**Exercise details:**
Tally the lines in the data below where the word "there" appears, and give the tally alone.

Saved data entries:
━━━━━━━━
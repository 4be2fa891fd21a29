//! Shared utilities for integration tests.

use std::sync::atomic::{AtomicUsize, Ordering};
use std::sync::{Arc, Mutex};

use rpi_topology::config::WatchdogConfig;
use rpi_topology::health::{FaultResponder, Watchdog};
use rpi_topology::topology::allocation::{AllocationError, AssemblyAllocator, Block};
use rpi_topology::topology::{ComponentId, PingEntry, PingThresholdTable, MALLOCATOR};

/// Escalations seen by a recording responder.
pub type Escalations = Arc<Mutex<Vec<(ComponentId, u32)>>>;

/// A responder that records every escalation.
#[allow(dead_code)]
pub fn recording_responder() -> (Box<dyn FaultResponder>, Escalations) {
    let escalations: Escalations = Arc::new(Mutex::new(Vec::new()));
    let sink = escalations.clone();
    let responder: Box<dyn FaultResponder> = Box::new(move |component: ComponentId, misses: u32| {
        sink.lock().unwrap().push((component, misses));
    });
    (responder, escalations)
}

/// A watchdog supervising a single component with synthetic thresholds.
#[allow(dead_code)]
pub fn single_watchdog(
    component: ComponentId,
    entry: PingEntry,
    config: &WatchdogConfig,
) -> (Watchdog, Escalations) {
    let table = PingThresholdTable::empty().with(component, entry);
    let (responder, escalations) = recording_responder();
    let watchdog = Watchdog::new(&table, &[component], config, responder).unwrap();
    (watchdog, escalations)
}

/// Allocator that fails for one memory identifier and tracks outstanding blocks.
#[allow(dead_code)]
#[derive(Debug, Default)]
pub struct FailingAllocator {
    pub fail_identifier: Option<u32>,
    pub outstanding: AtomicUsize,
    pub allocations: AtomicUsize,
}

#[allow(dead_code)]
impl FailingAllocator {
    pub fn failing_on(identifier: u32) -> Self {
        Self {
            fail_identifier: Some(identifier),
            ..Self::default()
        }
    }

    pub fn outstanding(&self) -> usize {
        self.outstanding.load(Ordering::SeqCst)
    }
}

impl AssemblyAllocator for FailingAllocator {
    fn allocate(&self, identifier: u32, size: usize) -> Result<Block, AllocationError> {
        self.allocations.fetch_add(1, Ordering::SeqCst);
        if self.fail_identifier == Some(identifier) {
            return Err(AllocationError::Exhausted { identifier, size });
        }
        let block = MALLOCATOR.allocate(identifier, size)?;
        self.outstanding.fetch_add(1, Ordering::SeqCst);
        Ok(block)
    }

    fn deallocate(&self, identifier: u32, block: Block) {
        self.outstanding.fetch_sub(1, Ordering::SeqCst);
        MALLOCATOR.deallocate(identifier, block);
    }
}
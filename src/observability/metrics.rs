//! Supervision metrics.
//!
//! # Metrics
//! - `watchdog_consecutive_misses` (gauge): live miss counter per component
//! - `watchdog_signals_total` (counter): signals by component and severity

use crate::health::HealthSignal;
use crate::topology::ComponentId;

/// Record the current miss counter of a component.
pub fn record_consecutive_misses(component: ComponentId, misses: u32) {
    ::metrics::gauge!("watchdog_consecutive_misses", "component" => component.to_string()).set(f64::from(misses));
}

/// Count an emitted health signal.
pub fn record_health_signal(signal: &HealthSignal) {
    ::metrics::counter!(
        "watchdog_signals_total",
        "component" => signal.component().to_string(),
        "severity" => signal.severity().to_string()
    )
    .increment(1);
}
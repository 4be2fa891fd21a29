//! Observability subsystem.
//!
//! # Data Flow
//! ```text
//! Assembly and watchdog produce:
//!     → logging.rs (structured log events via tracing)
//!     → metrics.rs (miss-counter gauges, signal counters)
//!
//! Consumers:
//!     → stdout (human-readable or JSON lines)
//!     → whatever metrics recorder the host process installs
//! ```
//!
//! # Design Decisions
//! - Structured fields (component, misses, thresholds) on every supervision event
//! - Metrics go through the `metrics` facade; no exporter is installed here

pub mod logging;
pub mod metrics;
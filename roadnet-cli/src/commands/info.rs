use anyhow::{Context, Result};
use roadnet::osm::OsmResponse;
use roadnet::NetworkType;
use serde::Serialize;
use std::collections::BTreeMap;
use std::fs::File;
use std::io::BufReader;
use std::path::PathBuf;

#[derive(Serialize)]
struct InfoResponse {
    file: String,
    file_size: u64,
    elements: usize,
    nodes: usize,
    ways: usize,
    ways_per_network: BTreeMap<&'static str, usize>,
}

pub fn run(osm_file: Option<PathBuf>, json: bool) -> Result<()> {
    let path = osm_file.context(
        "ROADNET_OSM_FILE environment variable not set. Use --osm-file or set ROADNET_OSM_FILE",
    )?;

    let file = File::open(&path).with_context(|| format!("Failed to open {}", path.display()))?;
    let file_size = file.metadata()?.len();
    let response =
        OsmResponse::from_reader(BufReader::new(file)).context("Failed to parse OSM response")?;

    let ways: Vec<_> = response.ways().collect();
    let ways_per_network = NetworkType::ALL
        .iter()
        .map(|network| {
            let matching = ways
                .iter()
                .filter(|(_, _, tags)| network.matches(tags))
                .count();
            (network.as_str(), matching)
        })
        .collect();

    let info = InfoResponse {
        file: path.display().to_string(),
        file_size,
        elements: response.elements.len(),
        nodes: response.nodes().count(),
        ways: ways.len(),
        ways_per_network,
    };

    if json {
        println!("{}", serde_json::to_string_pretty(&info)?);
        return Ok(());
    }

    println!("File: {}", info.file);
    println!("File size: {}", format_size(info.file_size));
    println!();
    println!("Elements: {}", info.elements);
    println!("Nodes: {}", info.nodes);
    println!("Ways: {}", info.ways);
    println!();
    println!("Ways per network type:");
    for network in NetworkType::ALL {
        let matching = info.ways_per_network[network.as_str()];
        println!("  {:<12} {}", network.as_str(), matching);
    }

    Ok(())
}

fn format_size(bytes: u64) -> String {
    const KB: u64 = 1024;
    const MB: u64 = KB * 1024;

    if bytes >= MB {
        format!("{:.2} MB", bytes as f64 / MB as f64)
    } else if bytes >= KB {
        format!("{:.2} KB", bytes as f64 / KB as f64)
    } else {
        format!("{} bytes", bytes)
    }
}
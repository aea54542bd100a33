//! Topology simplification.
//!
//! OSM ways are split into many short segments at every shape point. This
//! module merges chains of segments into single edges, keeping only nodes
//! that are real intersections or dead ends ("endpoints"). The shape of each
//! merged chain is preserved in the new edge's geometry.

use std::collections::{BTreeMap, BTreeSet};

use serde_json::Value;

use crate::distance::round_mm;
use crate::error::{Result, RoadnetError};
use crate::graph::{Attributes, Edge, NodeId, RoadGraph};

/// Simplify the graph in place.
///
/// With `strict` set, a node where two different OSM ways meet is always an
/// endpoint, even if it looks like a plain shape point topologically.
///
/// # Errors
///
/// - [`RoadnetError::AlreadySimplified`] if the graph was simplified before.
/// - [`RoadnetError::SimplifyPattern`] if a chain unexpectedly branches.
pub fn simplify_graph(graph: &mut RoadGraph, strict: bool) -> Result<()> {
    if graph.is_simplified() {
        return Err(RoadnetError::AlreadySimplified);
    }

    let initial_nodes = graph.node_count();
    let initial_edges = graph.edge_count();

    let endpoints: BTreeSet<NodeId> = graph
        .nodes()
        .map(|(id, _)| id)
        .filter(|&id| is_endpoint(graph, id, strict))
        .collect();

    let paths = paths_to_simplify(graph, &endpoints)?;

    let mut interior = BTreeSet::new();
    let mut merged = Vec::with_capacity(paths.len());
    for path in &paths {
        merged.push((path[0], path[path.len() - 1], merge_path(graph, path)));
        interior.extend(path[1..path.len() - 1].iter().copied());
    }

    for (u, v, edge) in merged {
        graph.add_edge(u, v, edge);
    }
    for id in interior {
        graph.remove_node(id);
    }
    graph.mark_simplified();

    tracing::debug!(
        initial_nodes,
        initial_edges,
        nodes = graph.node_count(),
        edges = graph.edge_count(),
        "Simplified graph"
    );

    Ok(())
}

/// Decide whether a node must survive simplification.
///
/// A node is an endpoint if any of these hold:
/// 1. it is its own neighbour (self-loop);
/// 2. it has no incoming or no outgoing edges;
/// 3. it does not have exactly two neighbours with total degree 2 or 4;
/// 4. in strict mode, its incident edges come from more than one OSM way.
pub fn is_endpoint(graph: &RoadGraph, id: NodeId, strict: bool) -> bool {
    let mut neighbors: BTreeSet<NodeId> = graph.successors(id).into_iter().collect();
    neighbors.extend(graph.predecessors(id));

    if neighbors.contains(&id) {
        return true;
    }
    if graph.out_degree(id) == 0 || graph.in_degree(id) == 0 {
        return true;
    }
    let degree = graph.degree(id);
    if !(neighbors.len() == 2 && (degree == 2 || degree == 4)) {
        return true;
    }
    if strict {
        let mut osmids: Vec<&Value> = Vec::new();
        let incident = graph.in_edges(id).chain(graph.out_edges(id));
        for (_, edge) in incident {
            if let Some(osmid) = edge.attributes.get("osmid") {
                if !osmids.contains(&osmid) {
                    osmids.push(osmid);
                }
            }
        }
        return osmids.len() > 1;
    }
    false
}

fn paths_to_simplify(
    graph: &RoadGraph,
    endpoints: &BTreeSet<NodeId>,
) -> Result<Vec<Vec<NodeId>>> {
    let mut paths = Vec::new();
    for &endpoint in endpoints {
        for successor in graph.successors(endpoint) {
            if !endpoints.contains(&successor) {
                paths.push(build_path(graph, endpoint, successor, endpoints)?);
            }
        }
    }
    Ok(paths)
}

/// Walk from `endpoint` through `first` until the next endpoint.
fn build_path(
    graph: &RoadGraph,
    endpoint: NodeId,
    first: NodeId,
    endpoints: &BTreeSet<NodeId>,
) -> Result<Vec<NodeId>> {
    let mut path = vec![endpoint, first];

    for candidate in graph.successors(first) {
        if path.contains(&candidate) {
            continue;
        }
        let mut current = candidate;
        path.push(current);

        while !endpoints.contains(&current) {
            let next: Vec<NodeId> = graph
                .successors(current)
                .into_iter()
                .filter(|n| !path.contains(n))
                .collect();

            match next.as_slice() {
                [only] => {
                    current = *only;
                    path.push(current);
                }
                [] => {
                    if graph.successors(current).contains(&endpoint) {
                        // a ring that closes back on its starting endpoint
                        path.push(endpoint);
                    } else {
                        tracing::warn!(
                            node = current,
                            "Unexpected simplify pattern: dead end inside a chain"
                        );
                    }
                    return Ok(path);
                }
                _ => return Err(RoadnetError::SimplifyPattern { node: current }),
            }
        }
        return Ok(path);
    }

    Ok(path)
}

/// Merge the edges along `path` into a single edge.
fn merge_path(graph: &RoadGraph, path: &[NodeId]) -> Edge {
    let mut values: BTreeMap<String, Vec<Value>> = BTreeMap::new();
    let mut length = 0.0;

    for pair in path.windows(2) {
        let (u, v) = (pair[0], pair[1]);
        if graph.edge_count_between(u, v) != 1 {
            tracing::warn!(u, v, "Multiple edges between nodes along a simplified path");
        }
        let Some((_, edge)) = graph.out_edges(u).find(|(k, _)| k.v == v) else {
            continue;
        };

        length += edge.length;
        for (key, value) in &edge.attributes {
            values.entry(key.clone()).or_default().push(value.clone());
        }
    }

    let attributes: Attributes = values
        .into_iter()
        .map(|(key, list)| (key, collapse(list)))
        .collect();

    let geometry = path
        .iter()
        .filter_map(|id| graph.node(*id))
        .map(|node| node.coord())
        .collect();

    Edge {
        attributes,
        length: round_mm(length),
        geometry: Some(geometry),
    }
}

/// A single value if all are equal, else the distinct values in first-seen order.
fn collapse(list: Vec<Value>) -> Value {
    let mut unique: Vec<Value> = Vec::with_capacity(list.len());
    for value in list {
        if !unique.contains(&value) {
            unique.push(value);
        }
    }
    if unique.len() == 1 {
        unique.remove(0)
    } else {
        Value::Array(unique)
    }
}

#[cfg(test)]
mod tests {
    use super::*;
    use crate::build::build_graph;
    use crate::graph::EdgeKey;
    use crate::network::NetworkType;
    use crate::osm::OsmResponse;

    /// Main Street (two-way) runs 1-2-3-5, Side Street (one-way) runs 3-4-6.
    const GRID: &str = r#"{"elements": [
        {"type": "node", "id": 1, "lat": 45.0, "lon": 7.000},
        {"type": "node", "id": 2, "lat": 45.0, "lon": 7.001},
        {"type": "node", "id": 3, "lat": 45.0, "lon": 7.002},
        {"type": "node", "id": 5, "lat": 45.0, "lon": 7.003},
        {"type": "node", "id": 4, "lat": 45.001, "lon": 7.002},
        {"type": "node", "id": 6, "lat": 45.002, "lon": 7.002},
        {"type": "way", "id": 100, "nodes": [1, 2, 3, 5],
         "tags": {"highway": "residential", "name": "Main Street"}},
        {"type": "way", "id": 200, "nodes": [3, 4, 6],
         "tags": {"highway": "tertiary", "name": "Side Street", "oneway": "yes"}}
    ]}"#;

    fn grid() -> RoadGraph {
        let response = OsmResponse::from_json(GRID).unwrap();
        build_graph(&[response], NetworkType::Drive).unwrap()
    }

    #[test]
    fn test_endpoints() {
        let g = grid();
        assert!(is_endpoint(&g, 1, true)); // dead end
        assert!(!is_endpoint(&g, 2, true)); // shape point on a two-way street
        assert!(is_endpoint(&g, 3, true)); // intersection
        assert!(!is_endpoint(&g, 4, true)); // shape point on a one-way street
        assert!(is_endpoint(&g, 6, true)); // no outgoing edges
    }

    #[test]
    fn test_simplify_grid() {
        let mut g = grid();
        simplify_graph(&mut g, true).unwrap();

        assert!(g.is_simplified());
        assert_eq!(g.node_count(), 4);
        assert!(!g.contains_node(2));
        assert!(!g.contains_node(4));
        // 1<->3 merged, 3<->5 untouched, 3->6 merged
        assert_eq!(g.edge_count(), 5);

        let merged = g.edge(&EdgeKey::new(1, 3, 0)).unwrap();
        let geometry = merged.geometry.as_ref().unwrap();
        assert_eq!(geometry.len(), 3);
        assert_eq!(geometry[1], [7.001, 45.0]);
        assert_eq!(merged.attributes["name"], Value::from("Main Street"));
        assert_eq!(merged.attributes["osmid"], Value::from(100));
        assert!((merged.length - 157.3).abs() < 0.5);

        let untouched = g.edge(&EdgeKey::new(3, 5, 0)).unwrap();
        assert!(untouched.geometry.is_none());

        let side = g.edge(&EdgeKey::new(3, 6, 0)).unwrap();
        assert_eq!(side.attributes["oneway"], Value::Bool(true));
        assert!(g.edge(&EdgeKey::new(6, 3, 0)).is_none());
    }

    #[test]
    fn test_simplify_twice_is_error() {
        let mut g = grid();
        simplify_graph(&mut g, true).unwrap();
        assert!(matches!(
            simplify_graph(&mut g, true),
            Err(RoadnetError::AlreadySimplified)
        ));
    }

    #[test]
    fn test_mixed_attributes_become_lists() {
        // two ways meeting at node 2 with nothing else there
        let json = r#"{"elements": [
            {"type": "node", "id": 1, "lat": 45.0, "lon": 7.000},
            {"type": "node", "id": 2, "lat": 45.0, "lon": 7.001},
            {"type": "node", "id": 3, "lat": 45.0, "lon": 7.002},
            {"type": "way", "id": 10, "nodes": [1, 2],
             "tags": {"highway": "residential", "name": "Elm Street"}},
            {"type": "way", "id": 11, "nodes": [2, 3],
             "tags": {"highway": "secondary", "name": "Elm Street"}}
        ]}"#;
        let response = OsmResponse::from_json(json).unwrap();

        // strict keeps node 2 because two ways meet there
        let mut strict = build_graph(&[response.clone()], NetworkType::Drive).unwrap();
        simplify_graph(&mut strict, true).unwrap();
        assert!(strict.contains_node(2));

        let mut loose = build_graph(&[response], NetworkType::Drive).unwrap();
        simplify_graph(&mut loose, false).unwrap();
        assert!(!loose.contains_node(2));

        let edge = loose.edge(&EdgeKey::new(1, 3, 0)).unwrap();
        assert_eq!(edge.attributes["name"], Value::from("Elm Street"));
        assert_eq!(edge.attributes["osmid"], serde_json::json!([10, 11]));
        assert_eq!(
            edge.attributes["highway"],
            serde_json::json!(["residential", "secondary"])
        );
    }

    #[test]
    fn test_collapse() {
        assert_eq!(collapse(vec![Value::from(1), Value::from(1)]), Value::from(1));
        assert_eq!(
            collapse(vec![Value::from(2), Value::from(1), Value::from(2)]),
            serde_json::json!([2, 1])
        );
    }
}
━━━━━━━━
**Solution for this problem:**
2